Vaccino di Pfizer sta bloccando la COVID in Israele: solo 16 ricoveri su 700mila vaccinati
La campagna vaccinale contro il coronavirus SARS-CoV-2 è iniziata da alcune settimane in quasi in tutto il mondo, ma molti Paesi si stanno scontrando con la scarsa disponibilità delle dosi, tanto che in diversi casi si è ancora attorno all'1 percento della popolazione immunizzata. Tra chi invece sta procedendo speditamente verso l'immunità di gregge vi è Israele, dove oltre il 40 percento dei cittadini ha ricevuto la prima dose e il 20 percento la protezione completa. La ragione di questo vantaggio sugli altri risiede nell'accordo stipulato da Tel Aviv e Pfizer-BioNTech, con benefici evidenti per entrambe le parti. Il Paese ha infatti una popolazione di poco meno di 9 milioni di abitanti, ha confini rigidamente controllati e un sistema di controllo e tracciamento dei cittadini molto preciso; queste caratteristiche rendono Israele un banco di prova perfetto per dimostrare l'efficacia di un vaccino contro il coronavirus SARS-CoV-2, e se a questo si aggiunge l'impennata di contagi delle ultime settimane, anche Pfizer può ottenere vantaggi “promozionali” dalla campagna locale. Da qui la distribuzione capillare delle dosi, che sta dimostrando l'elevatissima efficacia del vaccino tozinameran/BNT162b2.

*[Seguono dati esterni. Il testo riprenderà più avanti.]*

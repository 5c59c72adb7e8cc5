//! Comment operations for Jira API.

use md2adf_converter::Document;
use tracing::info;

use super::JiraClient;
use crate::error::JiraError;
use crate::payload::comment_payload;
use crate::types::Comment;

impl JiraClient {
    /// Add a comment to an issue.
    pub fn add_comment(&self, key: &str, body: &Document) -> Result<Comment, JiraError> {
        let url = format!("{}/issue/{}/comment", self.api_url(), key);

        info!("Adding comment to issue {}", key);

        Ok(self.post_json(&url, &comment_payload(body))?.read_json()?)
    }
}
//! Jira workflow transition types.

use serde::Deserialize;

/// Workflow transition available on an issue.
#[derive(Debug, Clone, PartialEq, Eq, Deserialize)]
pub struct Transition {
    /// Transition ID.
    pub id: String,
    /// Transition name, usually the target status.
    pub name: String,
}

/// Transitions API response.
#[derive(Debug, Clone, Deserialize)]
pub(crate) struct TransitionsResponse {
    pub(crate) transitions: Vec<Transition>,
}

/// Find a transition by name, ignoring case.
pub fn find_transition<'a>(transitions: &'a [Transition], name: &str) -> Option<&'a Transition> {
    let wanted = name.to_lowercase();
    transitions.iter().find(|t| t.name.to_lowercase() == wanted)
}

#[cfg(test)]
mod tests {
    use super::*;

    fn transitions() -> Vec<Transition> {
        serde_json::from_str(
            r#"[{"id": "11", "name": "To Do"}, {"id": "21", "name": "In Progress"}, {"id": "31", "name": "Done"}]"#,
        )
        .unwrap()
    }

    #[test]
    fn test_find_transition_ignores_case() {
        let all = transitions();
        let found = find_transition(&all, "in progress").unwrap();
        assert_eq!(found.id, "21");
    }

    #[test]
    fn test_find_transition_missing() {
        assert!(find_transition(&transitions(), "Blocked").is_none());
    }
}
//! Jira API types.

mod attachment;
mod issue;
mod transition;
mod user;

pub use attachment::Attachment;
pub use issue::{Comment, CreatedIssue, Issue, IssueFields, Named, SearchResult, Worklog};
pub(crate) use issue::SearchResponse;
pub use transition::{Transition, find_transition};
pub(crate) use transition::TransitionsResponse;
pub use user::User;
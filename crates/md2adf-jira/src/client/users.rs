//! User operations for Jira API.

use tracing::info;

use super::JiraClient;
use crate::error::JiraError;
use crate::types::User;

impl JiraClient {
    /// Get the authenticated user.
    pub fn myself(&self) -> Result<User, JiraError> {
        let url = format!("{}/myself", self.api_url());

        info!("Getting current user");

        self.get_json(&url)
    }
}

A certificare l'effetto positivo della campagna vaccinale vi sono i dati diffusi dal Maccabi Health Services e dal Ministero della Salute israeliano, che dimostrano un'efficacia del vaccino dopo la seconda dose pari al 92 percento. Sebbene nello studio clinico di Fase 3 il vaccino di Pfizer ha evidenziato un'efficacia del 95 percento, va considerato che in quel caso si trattava di un contesto sperimentale, inoltre il campione di cittadini israeliani in cui è stato inoculato il vaccino ha un'età media molto più elevata di quello coinvolto nella ricerca. Poiché i vaccini funzionano meno negli anziani, a causa di un sistema immunitario meno “pronto”, un'efficacia del 92 percento è un risultato straordinario. Come indicato nel rapporto del Maccabi Health Services, solo 31 israeliani su 163mila che hanno ricevuto la seconda dose del vaccino si sono infettati col coronavirus, a 7-16 giorni dal richiamo. In una popolazione analoga non vaccinata messa a confronto, i casi di COVID-19 sono stati oltre 6.500. “Questa è una notizia molto, molto buona. È il primo studio al mondo che esamina un numero così elevato di pazienti completamente vaccinati”, ha dichiarato al Times of Israel il dottor Anat Ekka Zohar, vicepresidente del Maccabi Health Services e analista di dati epidemiologici.
Estremamente positivi anche i dati diffusi dal Ministero della Salute. Entro una settimana dalla seconda dose del vaccino di Pfizer-BioNTech, 317 persone su 715.425 sono risultate positive al tampone oro-rinofaringeo. È un tasso dello 0,044 percento. Fra essi, solo in 16 hanno avuto necessità di un ricovero in ospedale per assistenza, ciò significa lo 0,002 percento del totale. Il tasso di infezione è doppio rispetto a quello rilevato dal Maccabi Health Services, tuttavia va sottolineato che i cittadini che fanno riferimento a questo ente sanitario provengono da un contesto socioeconomico più agiato, e risiedono in località dove il virus circola molto meno. Se la popolazione fosse stata più variegata come nel caso dei dati del Ministero della Salute, gli esperti sono sicuri che i tassi si equivarrebbero. Nonostante questi risultati molto incoraggianti, che rappresentano uno sprone per tutti Paesi a procedere il più speditamente possibile alla vaccinazione di massa (dosi permettendo), dalle analisi è emerso anche che la protezione della sola prima dose è inferiore rispetto a quanto osservato durante la sperimentazione clinica. Ci sono infatti poco più di 400 cittadini israeliani ricoverati dopo aver ricevuto la prima inoculazione. Anche Pfizer ha sottolineato che per ottenere la massima efficacia dal vaccino è fondamentale sottoporsi a entrambe le dosi. Al momento, comunque, i dati della copertura completa sono molto incoraggianti e lasciano ben sperare nella lotta alla pandemia.